Monday, February 22, 2010

listed

It just occurred to me today that I have numerous wedding-related lists going at any given time. Well that didn’t just occur to me. I knew about the numerous lists but my crazy organization (or lack there of) of these lists just occurred to me so I decided to make a list about my lists.

I might have lost my mind. I am not sure if I am extremely organized and therefore need multiple lists OR maybe I’m actually not organized at all and that’s why I need so many types of lists to begin with. You decide.

Here is a look into my obsessive compulsive list making tactics.

Handwritten
  • Post-it – This is typically a scribbled shorthand shopping list stuck to my purse so I don’t forget to get the moisturizer that provides the right glow or the shower gift I pre-selected (from a registry LIST). The only problem with this list is that I am usually scrambling to find it. It is usually crumbled at the bottom of my bag. I do enjoy physically crossing things off the list though. It is very rewarding.
  • Legal pad – More organized than the post it list for sure. I typically use the legal pad as a supply list of items that needed to be ordered for making invitations or centerpieces. I find the left column to be handy to record quantity…or simply to doodle in. The downside to this list is that it tends to get messy as I add and remove items.
Typed
  • Excel – The list looks so clean when it’s all typed up and organized. I use this format for tracking shower RSVPs. As guests reply, I simply query their name and mark an X in the yes or no column. You don’t even need to be online for this list to be efficient. And then I can create a formula to determine the total Yeses and Nos.
  • Word – The legal pad goes online and alleviates the messy issue for adding and removing items. Columns aren’t as functional for excel. I tend to use this listing format for jotting down ideas to post about here. Plus spell check cleans it up for me so I can think a little less about spelling and more about listing.
Web based
  • Google docs – I am addicted to listing things on the Google doc that is comparable to excel.
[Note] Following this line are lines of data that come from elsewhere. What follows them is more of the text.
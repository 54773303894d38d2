//! ---
//! keel_section: "06-operator-interfaces"
//! keel_subsection: "binary"
//! keel_type: "source"
//! keel_scope: "code"
//! keel_description: "Control CLI for operators inspecting Keel stores."
//! keel_version: "v0.0.0-prealpha"
//! keel_owner: "tbd"
//! ---
use std::path::{Path, PathBuf};

use anyhow::Result;
use clap::{Parser, Subcommand};
use keel_common::logging;
use keel_common::KeelConfig;

mod compare;
mod lifecycle;
mod migrate;
mod versions;

#[derive(Debug, Parser)]
#[command(
    author,
    version,
    about = "Keel version and lifecycle store utility",
    long_about = None
)]
struct Cli {
    /// Configuration file (defaults to KEEL_CONFIG, then ./keel.toml, then /etc/keel/keel.toml).
    #[arg(long, global = true, value_name = "FILE")]
    config: Option<PathBuf>,
    #[command(subcommand)]
    command: Commands,
}

#[derive(Debug, Subcommand)]
enum Commands {
    /// Compare two version strings.
    Compare(compare::CompareArgs),
    #[command(subcommand, about = "Installed version records")]
    Versions(versions::VersionsCommand),
    #[command(subcommand, about = "Persisted setup/cleanup records")]
    Lifecycle(lifecycle::LifecycleCommand),
    #[command(subcommand, about = "Copy recorded state between store files")]
    Migrate(migrate::MigrateCommand),
}

fn main() -> Result<()> {
    logging::init();
    let cli = Cli::parse();
    match cli.command {
        Commands::Compare(args) => compare::run(args)?,
        Commands::Versions(cmd) => versions::run(cmd, &load_config(cli.config.as_deref())?)?,
        Commands::Lifecycle(cmd) => lifecycle::run(cmd, &load_config(cli.config.as_deref())?)?,
        Commands::Migrate(cmd) => migrate::run(cmd)?,
    }
    Ok(())
}

fn load_config(explicit: Option<&Path>) -> Result<KeelConfig> {
    if let Some(path) = explicit {
        return KeelConfig::load(&[path]);
    }
    KeelConfig::load_or_default(&[
        PathBuf::from("keel.toml"),
        PathBuf::from("/etc/keel/keel.toml"),
    ])
}
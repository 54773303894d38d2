//! ---
//! keel_section: "06-operator-interfaces"
//! keel_subsection: "binary"
//! keel_type: "source"
//! keel_scope: "code"
//! keel_description: "Control CLI for operators inspecting Keel stores."
//! keel_version: "v0.0.0-prealpha"
//! keel_owner: "tbd"
//! ---
use std::cmp::Ordering;

use anyhow::Result;
use clap::Args;
use keel_common::version;

/// Arguments for `keelctl compare`.
#[derive(Debug, Args)]
pub struct CompareArgs {
    /// Left-hand version.
    pub left: String,
    /// Right-hand version.
    pub right: String,
}

/// Print whether `left` is older than, equal to, or newer than `right`.
pub fn run(args: CompareArgs) -> Result<()> {
    println!("{}", relation(&args.left, &args.right));
    Ok(())
}

fn relation(left: &str, right: &str) -> &'static str {
    match version::compare(left, right) {
        Ordering::Less => "older",
        Ordering::Equal => "equal",
        Ordering::Greater => "newer",
    }
}
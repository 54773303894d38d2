//! ---
//! keel_section: "03-persistence"
//! keel_subsection: "module"
//! keel_type: "source"
//! keel_scope: "code"
//! keel_description: "Persistence abstractions and storage bindings."
//! keel_version: "v0.0.0-prealpha"
//! keel_owner: "tbd"
//! ---
#![warn(missing_docs)]

//! Store contracts consumed by the patch sequencer and the lifecycle engine,
//! together with the in-memory and JSON file adapters and the helper used to
//! carry recorded state from one store to another.

/// Result alias used throughout the persistence crate.
pub type Result<T> = std::result::Result<T, StoreError>;

/// Error type for the persistence subsystem.
#[derive(Debug, thiserror::Error)]
pub enum StoreError {
    /// Wrapper for IO errors encountered while reading/writing store files.
    #[error("io error: {0}")]
    Io(#[from] std::io::Error),
    /// Wrapper for JSON serialization issues.
    #[error("serialization error: {0}")]
    Json(#[from] serde_json::Error),
    /// The backing location cannot hold a store, e.g. a directory sits at the file path.
    #[error("store unavailable: {0}")]
    Unavailable(String),
}

pub mod json_file;
pub mod memory;
pub mod migrate;
pub mod open;
pub mod store;

pub use json_file::{JsonFileLifecycleStore, JsonFileVersionStore};
pub use memory::{MemoryLifecycleStore, MemoryVersionStore};
pub use migrate::{migrate_lifecycle, migrate_versions};
pub use open::{open_lifecycle_store, open_stores, open_version_store};
pub use store::{LifecycleState, LifecycleStore, VersionStore};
It serves the exact same function as excel BUT I can access this list from anywhere AND I can share it with other users. I am currently using a Google list for tracking bachelorette party RSVPs with my co-planner. We can both contribute to the list without sending it back and forth. What a simple yet efficient invention.
  • Outlook Calendar – I find I use this one as my web base post-it list. Basically, my lunchtime errands find themselves jotted down in the noon slot on any given day. Then, surprise, I get a reminder about what shower gift I need to go buy. The reminder function here is just so clever…otherwise I’d have to write a post it to remember to check this calendar.
Techy
  • PDA – I use my PDA for the calendar function on the go. I get my shopping lists sent directly to my pocket complete with a reminder. I can also access my Google docs from my PDA as well.
I hope you enjoyed my list about lists. Please tell me what kind of list maker you are. Maybe I can learn and improve on my tactics.

-The perennial bridesmaid

P.S.  As I finished typing this an Outlook calendar reminder popped up. It was labeled ‘shopping list’. I opened the list to cross reference it with my post-it list stuck to my purse.

Friday, February 19, 2010

summer dreams

…make me feel fine.

On these cold February days, planning a sunny summer event brightens my day. This morning I secured 25 tickets to an August Phillies game/bachelorette party where the boys will take on the Mets. It should be a good game considering the long standing rivalry between both teams. Regardless of the rivalry at bat, it is guaranteed to be a good day because a group of friends will be celebrating with the bride in one of her favorite atmospheres.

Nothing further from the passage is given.